As herein used, the term "stringent conditions" means hybridization
will occur only if there is at least 95% and preferably at least
97% identity between the sequences. The polynucleotides which
hybridize to the hereinabove described polynucleotides in a
preferred embodiment encode polypeptides which either retain
substantially the same biological function or activity as the
mature polypeptide encoded by the cDNAs of FIG. 1 (SEQ ID NO:1) or
the deposited cDNA(s).
[0040] Alternatively, the polynucleotide may have at least 20
bases, preferably 30 bases, and more preferably at least 50 bases
which hybridize to a polynucleotide of the present invention and
which has an identity thereto, as hereinabove described, and which
may or may not retain activity. For example, such polynucleotides
may be employed as probes for the polynucleotide of SEQ ID NO:1,
for example, for recovery of the polynucleotide or as a diagnostic
probe or as a PCR primer.
[0041] Thus, the present invention is directed to polynucleotides
having at least a 70% identity, preferably at least 90% and more
preferably at least a 95% identity to a polynucleotide which
encodes the polypeptide of SEQ ID NO:2 as well as fragments
thereof, which fragments have at least 30 bases and preferably at
least 50 bases and to polypeptides encoded by such
polynucleotides.
[0042] The deposit(s) referred to herein will be maintained under
the terms of the Budapest Treaty on the International Recognition
of the Deposit of Micro-organisms for purposes of Patent Procedure.

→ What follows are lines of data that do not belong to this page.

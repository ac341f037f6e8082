//! Fixed-step FOLFOX state simulator
//!
//! [FolfoxModel] couples one-compartment plasma kinetics for both agents with
//! neutrophil turnover, oxaliplatin neuropathy, Emax/Hill tumor response and a
//! daily cost/utility model, integrated with explicit (forward Euler) steps of
//! size `dt` over a fixed horizon. A run is a pure function of the parameter
//! bundle and the requested cycle count: no state survives between runs, and
//! repeated runs are bit-for-bit identical.

use ndarray::Array1;
use thiserror::Error;

use crate::routines::settings::{Settings, SettingsError};
use crate::structs::schedule::DoseSchedule;
use crate::structs::trace::SimulationTrace;

/// Length of one FOLFOX cycle: oxaliplatin bolus plus two consecutive 5-FU
/// infusion days, repeated every two weeks
pub const CYCLE_LENGTH_DAYS: f64 = 14.0;

/// Failure of a single simulation run
///
/// The guards in the update equations make the arithmetic total for any bundle
/// that passed validation, so this only fires on genuinely degenerate
/// parameter combinations (e.g. Euler blow-up into overflow).
#[derive(Debug, Error)]
pub enum SimulationError {
    #[error("state became non-finite at step {step} ({quantity})")]
    NonFinite { step: usize, quantity: &'static str },
}

/// Simulation model with parameters derived for one patient
///
/// Construction performs the parameter derivation: BSA from anthropometrics,
/// and all per-m² dose limits and thresholds converted to absolute mg.
#[derive(Debug, Clone)]
pub struct FolfoxModel {
    settings: Settings,
    dt: f64,
    n_steps: usize,
    bsa_m2: f64,
    max_daily_fu_mg: f64,
    max_single_ox_mg: f64,
    chronic_threshold_mg: f64,
}

impl FolfoxModel {
    /// Derive patient-specific quantities from a parameter bundle
    ///
    /// Fails with [SettingsError::InvalidPatient] when weight or height is
    /// non-positive, and with the sibling errors for a malformed grid or
    /// parameter. Deterministic and side-effect free.
    pub fn new(settings: &Settings) -> Result<Self, SettingsError> {
        settings.validate()?;

        let weight_kg = settings.dosing.patient_weight_kg;
        let height_cm = settings.dosing.patient_height_cm;
        // Mosteller formula
        let bsa_m2 = (height_cm * weight_kg / 3600.0).sqrt();

        let dt = settings.optimization.step_size_days;
        let n_steps = settings.optimization.n_steps();

        Ok(FolfoxModel {
            dt,
            n_steps,
            bsa_m2,
            max_daily_fu_mg: settings.dosing.max_daily_fu_mg_m2 * bsa_m2,
            max_single_ox_mg: settings.dosing.max_single_ox_mg_m2 * bsa_m2,
            chronic_threshold_mg: settings.neuropathy.chronic_threshold_mg_m2 * bsa_m2,
            settings: settings.clone(),
        })
    }

    /// The parameter bundle this model was derived from
    pub fn settings(&self) -> &Settings {
        &self.settings
    }

    /// Body-surface area (m²)
    pub fn bsa(&self) -> f64 {
        self.bsa_m2
    }

    /// Number of integration steps T
    pub fn n_steps(&self) -> usize {
        self.n_steps
    }

    /// Maximum absolute daily 5-FU dose (mg)
    pub fn max_daily_fu_mg(&self) -> f64 {
        self.max_daily_fu_mg
    }

    /// Maximum absolute single oxaliplatin dose (mg)
    pub fn max_single_ox_mg(&self) -> f64 {
        self.max_single_ox_mg
    }

    /// Absolute chronic-neuropathy threshold (mg)
    pub fn chronic_threshold_mg(&self) -> f64 {
        self.chronic_threshold_mg
    }

    /// Build the dose sequences for `cycles` 14-day cycles
    ///
    /// Each cycle schedules the maximum 5-FU dose on its first two days and an
    /// oxaliplatin bolus on day one, the latter only when the minimum spacing
    /// since the last administered bolus is respected. Cycles whose start
    /// falls at or beyond the horizon are silently dropped: fewer effective
    /// cycles are administered than requested, which is not an error.
    pub fn schedule(&self, cycles: usize) -> DoseSchedule {
        let mut schedule = DoseSchedule::empty(self.n_steps);

        let min_ox_gap = (self.settings.dosing.min_days_between_ox as f64 / self.dt).ceil() as usize;
        let mut last_ox_index: Option<usize> = None;

        for cycle in 0..cycles {
            let day1 = (cycle as f64 * CYCLE_LENGTH_DAYS / self.dt).floor() as usize;
            if day1 >= self.n_steps {
                break;
            }

            schedule.fu[day1] = self.max_daily_fu_mg;
            if day1 + 1 < self.n_steps {
                schedule.fu[day1 + 1] = self.max_daily_fu_mg;
            }

            let spacing_ok = match last_ox_index {
                Some(last) => day1 - last >= min_ox_gap,
                None => true,
            };
            if spacing_ok {
                schedule.ox[day1] = self.max_single_ox_mg;
                last_ox_index = Some(day1);
            }
        }

        schedule
    }

    /// Integrate the coupled dynamics over the horizon for `cycles` cycles
    ///
    /// State at step t+1 is computed strictly from state at t and the doses at
    /// t; within a step each quantity is available to the ones after it. The
    /// per-step order is: plasma kinetics, neutrophils, cumulative exposure and
    /// neuropathy flags, tumor response, cost, utility.
    pub fn simulate(&self, cycles: usize) -> Result<SimulationTrace, SimulationError> {
        let schedule = self.schedule(cycles);
        self.simulate_schedule(&schedule)
    }

    /// Integrate the coupled dynamics for an explicit dose schedule
    ///
    /// The schedule must cover exactly [FolfoxModel::n_steps] steps.
    pub fn simulate_schedule(
        &self,
        schedule: &DoseSchedule,
    ) -> Result<SimulationTrace, SimulationError> {
        assert_eq!(schedule.n_steps(), self.n_steps, "schedule length mismatch");
        let t_steps = self.n_steps;
        let dt = self.dt;
        let s = &self.settings;

        let mut time = Array1::<f64>::zeros(t_steps + 1);
        let mut conc_fu = Array1::<f64>::zeros(t_steps + 1);
        let mut conc_ox = Array1::<f64>::zeros(t_steps + 1);
        let mut anc = Array1::<f64>::zeros(t_steps + 1);
        let mut cum_ox = Array1::<f64>::zeros(t_steps + 1);
        let mut acute = Array1::<u8>::zeros(t_steps + 1);
        let mut chronic = Array1::<u8>::zeros(t_steps + 1);
        let mut tumor_size = Array1::<f64>::zeros(t_steps + 1);
        let mut daily_cost = Array1::<f64>::zeros(t_steps + 1);
        let mut total_cost = Array1::<f64>::zeros(t_steps + 1);
        let mut utility = Array1::<f64>::zeros(t_steps + 1);

        anc[0] = s.hematology.anc_baseline;
        tumor_size[0] = s.tumor.initial_size;
        utility[0] = s.utility.baseline;

        let ke_fu = s.kinetics.clearance_fu / s.kinetics.volume_fu;
        let ke_ox = s.kinetics.clearance_ox / s.kinetics.volume_ox;

        for t in 0..t_steps {
            time[t + 1] = (t + 1) as f64 * dt;
            let dose_fu = schedule.fu[t];
            let dose_ox = schedule.ox[t];

            // 1. Plasma kinetics, one compartment per agent
            conc_fu[t + 1] =
                conc_fu[t] + dt * (dose_fu / s.kinetics.volume_fu - ke_fu * conc_fu[t]);
            conc_ox[t + 1] =
                conc_ox[t] + dt * (dose_ox / s.kinetics.volume_ox - ke_ox * conc_ox[t]);

            // 2. Neutrophil dynamics, floored at zero
            let production = s.hematology.k_out * s.hematology.anc_baseline;
            let loss = s.hematology.k_out * anc[t];
            let toxicity = (s.hematology.k_tox_fu * conc_fu[t]
                + s.hematology.k_tox_ox * conc_ox[t])
                * anc[t];
            anc[t + 1] = f64::max(0.0, anc[t] + dt * (production - loss - toxicity));

            // 3. Cumulative oxaliplatin and neuropathy flags
            cum_ox[t + 1] = cum_ox[t] + dose_ox;
            acute[t + 1] = u8::from(dose_ox > 0.0);
            // Chronic flag is sticky: once set it never resets within a run
            chronic[t + 1] = if cum_ox[t + 1] >= self.chronic_threshold_mg {
                1
            } else {
                chronic[t]
            };

            // 4. Tumor response: Emax/Hill kill on the combined exposure signal
            let exposure = s.tumor.alpha_fu * conc_fu[t + 1] + s.tumor.alpha_ox * conc_ox[t + 1];
            let kill_rate = if exposure > 0.0 {
                let e_h = exposure.powf(s.tumor.hill);
                s.tumor.emax * e_h / (e_h + s.tumor.ec50.powf(s.tumor.hill))
            } else {
                // Guard against 0^h with non-integral hill coefficients
                0.0
            };
            let growth = s.tumor.growth_rate * tumor_size[t];
            let kill = kill_rate * tumor_size[t];
            tumor_size[t + 1] = f64::max(0.0, tumor_size[t] + dt * (growth - kill));

            // 5. Daily and cumulative cost
            let mut cost_today = dose_fu * s.economics.cost_fu_mg + dose_ox * s.economics.cost_ox_mg;
            if dose_fu > 0.0 || dose_ox > 0.0 {
                cost_today += s.economics.cost_infusion_day;
            }
            if dose_fu > 0.0 {
                cost_today += s.economics.cost_pump_day;
            }
            daily_cost[t] = cost_today;
            total_cost[t + 1] = total_cost[t] + cost_today;

            // 6. Utility: instantaneous snapshot, not a running sum
            let mut u = s.utility.baseline;
            if anc[t + 1] < s.hematology.severe_neutropenia_threshold {
                u -= s.utility.neutropenia_penalty;
            }
            if acute[t + 1] == 1 || chronic[t + 1] == 1 {
                u -= s.utility.neuropathy_penalty;
            }
            u -= cost_today * s.economics.cost_utility_factor;
            u -= s.tumor.weight_in_utility * (tumor_size[t + 1] / s.tumor.initial_size);
            utility[t + 1] = u;

            for (quantity, value) in [
                ("conc_fu", conc_fu[t + 1]),
                ("conc_ox", conc_ox[t + 1]),
                ("anc", anc[t + 1]),
                ("tumor_size", tumor_size[t + 1]),
                ("utility", utility[t + 1]),
            ] {
                if !value.is_finite() {
                    return Err(SimulationError::NonFinite {
                        step: t + 1,
                        quantity,
                    });
                }
            }
        }

        // Pad the length-T inputs with a trailing zero for alignment
        let mut dose_fu = Array1::<f64>::zeros(t_steps + 1);
        let mut dose_ox = Array1::<f64>::zeros(t_steps + 1);
        dose_fu.slice_mut(ndarray::s![..t_steps]).assign(&schedule.fu);
        dose_ox.slice_mut(ndarray::s![..t_steps]).assign(&schedule.ox);

        Ok(SimulationTrace {
            time,
            dose_fu,
            dose_ox,
            conc_fu,
            conc_ox,
            anc,
            cum_ox,
            acute_neuropathy: acute,
            chronic_neuropathy: chronic,
            tumor_size,
            daily_cost,
            total_cost,
            utility,
            chronic_threshold_mg: self.chronic_threshold_mg,
        })
    }
}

These deposits are provided merely as convenience to those of skill
in the art and are not an admission that a deposit is required
under 35 U.S.C. .sctn. 112. The sequence of the polynucleotides
contained in the deposited materials, as well as the amino acid
sequence of the polypeptides encoded thereby, are incorporated
herein by reference and are controlling in the event of any
conflict with any description of sequences herein. A license may be
required to make, use or sell the deposited materials, and no such
license is hereby granted.
[0043] The present invention further relates to a polypeptide which
has the deduced amino acid sequence of FIG. 1 (SEQ ID NO:2) or
which has the amino acid sequence encoded by the deposited cDNA, as
well as fragments, analogs and derivatives of such polypeptide.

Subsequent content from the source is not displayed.